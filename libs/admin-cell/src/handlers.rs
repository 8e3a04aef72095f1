use std::sync::Arc;

use axum::{
    extract::{Extension, Multipart, State},
    Json,
};
use serde::Deserialize;
use serde_json::{json, Value};
use tracing::{debug, info};
use uuid::Uuid;

use shared_config::AppConfig;
use shared_database::store::StoreClient;
use shared_models::auth::{AuthContext, AuthRole};
use shared_models::error::AppError;
use shared_utils::jwt::issue_token;
use shared_utils::validation::{validate_email, validate_password};

use appointment_cell::models::AppointmentActionRequest;
use appointment_cell::services::booking::BookingService;
use appointment_cell::services::dashboard::DashboardService;
use appointment_cell::services::lifecycle::LifecycleService;
use doctor_cell::models::{Address, CreateDoctorRequest};
use doctor_cell::services::doctor::DoctorService;

#[derive(Debug, Deserialize)]
pub struct AdminLoginRequest {
    pub email: String,
    pub password: String,
}

#[derive(Debug, Deserialize)]
pub struct ChangeAvailabilityRequest {
    pub doc_id: Uuid,
}

/// Static-credential login. The admin is not a stored record; the token
/// carries the configured email as its identity claim.
#[axum::debug_handler]
pub async fn login(
    State(config): State<Arc<AppConfig>>,
    Json(request): Json<AdminLoginRequest>,
) -> Result<Json<Value>, AppError> {
    debug!("Admin login attempt");

    if !config.is_admin_configured()
        || request.email != config.admin_email
        || request.password != config.admin_password
    {
        return Err(AppError::Auth("Invalid credentials".to_string()));
    }

    let token = issue_token(
        None,
        Some(config.admin_email.clone()),
        AuthRole::Admin,
        &config.jwt_secret,
    )
    .map_err(AppError::Internal)?;

    Ok(Json(json!({ "success": true, "token": token })))
}

#[axum::debug_handler]
pub async fn add_doctor(
    State(config): State<Arc<AppConfig>>,
    Extension(_identity): Extension<AuthContext>,
    multipart: Multipart,
) -> Result<Json<Value>, AppError> {
    let store = StoreClient::new(&config);
    let request = parse_doctor_form(multipart, &store).await?;

    validate_email(&request.email)?;
    validate_password(&request.password)?;

    let service = DoctorService::new(&config);
    let doctor = service.create_doctor(request).await?;

    info!("Admin onboarded doctor {}", doctor.id);
    Ok(Json(json!({ "success": true, "message": "Doctor Added" })))
}

#[axum::debug_handler]
pub async fn all_doctors(
    State(config): State<Arc<AppConfig>>,
    Extension(_identity): Extension<AuthContext>,
) -> Result<Json<Value>, AppError> {
    let service = DoctorService::new(&config);
    let doctors = service.list_all().await?;

    Ok(Json(json!({ "success": true, "doctors": doctors })))
}

#[axum::debug_handler]
pub async fn change_availability(
    State(config): State<Arc<AppConfig>>,
    Extension(_identity): Extension<AuthContext>,
    Json(request): Json<ChangeAvailabilityRequest>,
) -> Result<Json<Value>, AppError> {
    let service = DoctorService::new(&config);
    let available = service.toggle_availability(request.doc_id).await?;

    Ok(Json(json!({
        "success": true,
        "message": format!(
            "Doctor availability updated to {}",
            if available { "Available" } else { "Unavailable" }
        ),
        "available": available
    })))
}

#[axum::debug_handler]
pub async fn list_appointments(
    State(config): State<Arc<AppConfig>>,
    Extension(_identity): Extension<AuthContext>,
) -> Result<Json<Value>, AppError> {
    let service = BookingService::new(&config);
    let appointments = service.list_all().await?;

    Ok(Json(json!({ "success": true, "appointments": appointments })))
}

#[axum::debug_handler]
pub async fn cancel_appointment(
    State(config): State<Arc<AppConfig>>,
    Extension(identity): Extension<AuthContext>,
    Json(request): Json<AppointmentActionRequest>,
) -> Result<Json<Value>, AppError> {
    let service = LifecycleService::new(&config);
    service.cancel(request.appointment_id, &identity).await?;

    Ok(Json(json!({
        "success": true,
        "message": "Appointment Cancelled"
    })))
}

#[axum::debug_handler]
pub async fn complete_appointment(
    State(config): State<Arc<AppConfig>>,
    Extension(identity): Extension<AuthContext>,
    Json(request): Json<AppointmentActionRequest>,
) -> Result<Json<Value>, AppError> {
    let service = LifecycleService::new(&config);
    service.complete(request.appointment_id, &identity).await?;

    Ok(Json(json!({
        "success": true,
        "message": "Appointment marked as completed"
    })))
}

#[axum::debug_handler]
pub async fn dashboard(
    State(config): State<Arc<AppConfig>>,
    Extension(_identity): Extension<AuthContext>,
) -> Result<Json<Value>, AppError> {
    let service = DashboardService::new(&config);
    let data = service.admin_dashboard().await?;

    Ok(Json(json!({ "success": true, "data": data })))
}

/// Collect the onboarding multipart form. Every text field is required; the
/// portrait image is pushed to media storage when present.
async fn parse_doctor_form(
    mut multipart: Multipart,
    store: &StoreClient,
) -> Result<CreateDoctorRequest, AppError> {
    let mut name = None;
    let mut email = None;
    let mut password = None;
    let mut speciality = None;
    let mut degree = None;
    let mut experience = None;
    let mut about = None;
    let mut fees = None;
    let mut address = None;
    let mut image = None;

    while let Some(field) = multipart
        .next_field()
        .await
        .map_err(|e| AppError::Validation(e.to_string()))?
    {
        let field_name = field.name().unwrap_or_default().to_string();

        match field_name.as_str() {
            "name" => name = Some(field_text(field).await?),
            "email" => email = Some(field_text(field).await?),
            "password" => password = Some(field_text(field).await?),
            "speciality" => speciality = Some(field_text(field).await?),
            "degree" => degree = Some(field_text(field).await?),
            "about" => about = Some(field_text(field).await?),
            "experience" => {
                let text = field_text(field).await?;
                experience = Some(text.parse().map_err(|_| {
                    AppError::Validation("Invalid experience value".to_string())
                })?);
            }
            "fees" => {
                let text = field_text(field).await?;
                fees = Some(
                    text.parse()
                        .map_err(|_| AppError::Validation("Invalid fees value".to_string()))?,
                );
            }
            "address" => {
                let text = field_text(field).await?;
                let parsed: Address = serde_json::from_str(&text)
                    .map_err(|_| AppError::Validation("Invalid address format".to_string()))?;
                address = Some(parsed);
            }
            "image" => {
                let content_type = field
                    .content_type()
                    .unwrap_or("image/png")
                    .to_string();
                let bytes = field
                    .bytes()
                    .await
                    .map_err(|e| AppError::Validation(e.to_string()))?;
                let url = store
                    .upload_media("doctors", &content_type, bytes.to_vec())
                    .await
                    .map_err(|e| AppError::Upstream(e.to_string()))?;
                image = Some(url);
            }
            _ => {}
        }
    }

    match (name, email, password, speciality, degree, experience, about, fees, address) {
        (
            Some(name),
            Some(email),
            Some(password),
            Some(speciality),
            Some(degree),
            Some(experience),
            Some(about),
            Some(fees),
            Some(address),
        ) => Ok(CreateDoctorRequest {
            name,
            email,
            password,
            speciality,
            degree,
            experience,
            about,
            fees,
            address,
            image,
        }),
        _ => Err(AppError::Validation("Missing Details".to_string())),
    }
}

async fn field_text(field: axum::extract::multipart::Field<'_>) -> Result<String, AppError> {
    field
        .text()
        .await
        .map_err(|e| AppError::Validation(e.to_string()))
}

= = = = =

INSTRUCTIONS FOR THE TASK: Beginning with the very first line of the records above, please retype each line through the one that has "let request = parse_doctor_form(multipart, &store).await?;", and add nothing.

RESPONSE TO THIS TASK:
filename libs/admin-cell/src/handlers.rs
repository 8e3a04aef72095f1
use std::sync::Arc;

use axum::{
    extract::{Extension, Multipart, State},
    Json,
};
use serde::Deserialize;
use serde_json::{json, Value};
use tracing::{debug, info};
use uuid::Uuid;

use shared_config::AppConfig;
use shared_database::store::StoreClient;
use shared_models::auth::{AuthContext, AuthRole};
use shared_models::error::AppError;
use shared_utils::jwt::issue_token;
use shared_utils::validation::{validate_email, validate_password};

use appointment_cell::models::AppointmentActionRequest;
use appointment_cell::services::booking::BookingService;
use appointment_cell::services::dashboard::DashboardService;
use appointment_cell::services::lifecycle::LifecycleService;
use doctor_cell::models::{Address, CreateDoctorRequest};
use doctor_cell::services::doctor::DoctorService;

#[derive(Debug, Deserialize)]
pub struct AdminLoginRequest {
    pub email: String,
    pub password: String,
}

#[derive(Debug, Deserialize)]
pub struct ChangeAvailabilityRequest {
    pub doc_id: Uuid,
}

/// Static-credential login. The admin is not a stored record; the token
/// carries the configured email as its identity claim.
#[axum::debug_handler]
pub async fn login(
    State(config): State<Arc<AppConfig>>,
    Json(request): Json<AdminLoginRequest>,
) -> Result<Json<Value>, AppError> {
    debug!("Admin login attempt");

    if !config.is_admin_configured()
        || request.email != config.admin_email
        || request.password != config.admin_password
    {
        return Err(AppError::Auth("Invalid credentials".to_string()));
    }

    let token = issue_token(
        None,
        Some(config.admin_email.clone()),
        AuthRole::Admin,
        &config.jwt_secret,
    )
    .map_err(AppError::Internal)?;

    Ok(Json(json!({ "success": true, "token": token })))
}

#[axum::debug_handler]
pub async fn add_doctor(
    State(config): State<Arc<AppConfig>>,
    Extension(_identity): Extension<AuthContext>,
    multipart: Multipart,
) -> Result<Json<Value>, AppError> {
    let store = StoreClient::new(&config);
    let request = parse_doctor_form(multipart, &store).await?;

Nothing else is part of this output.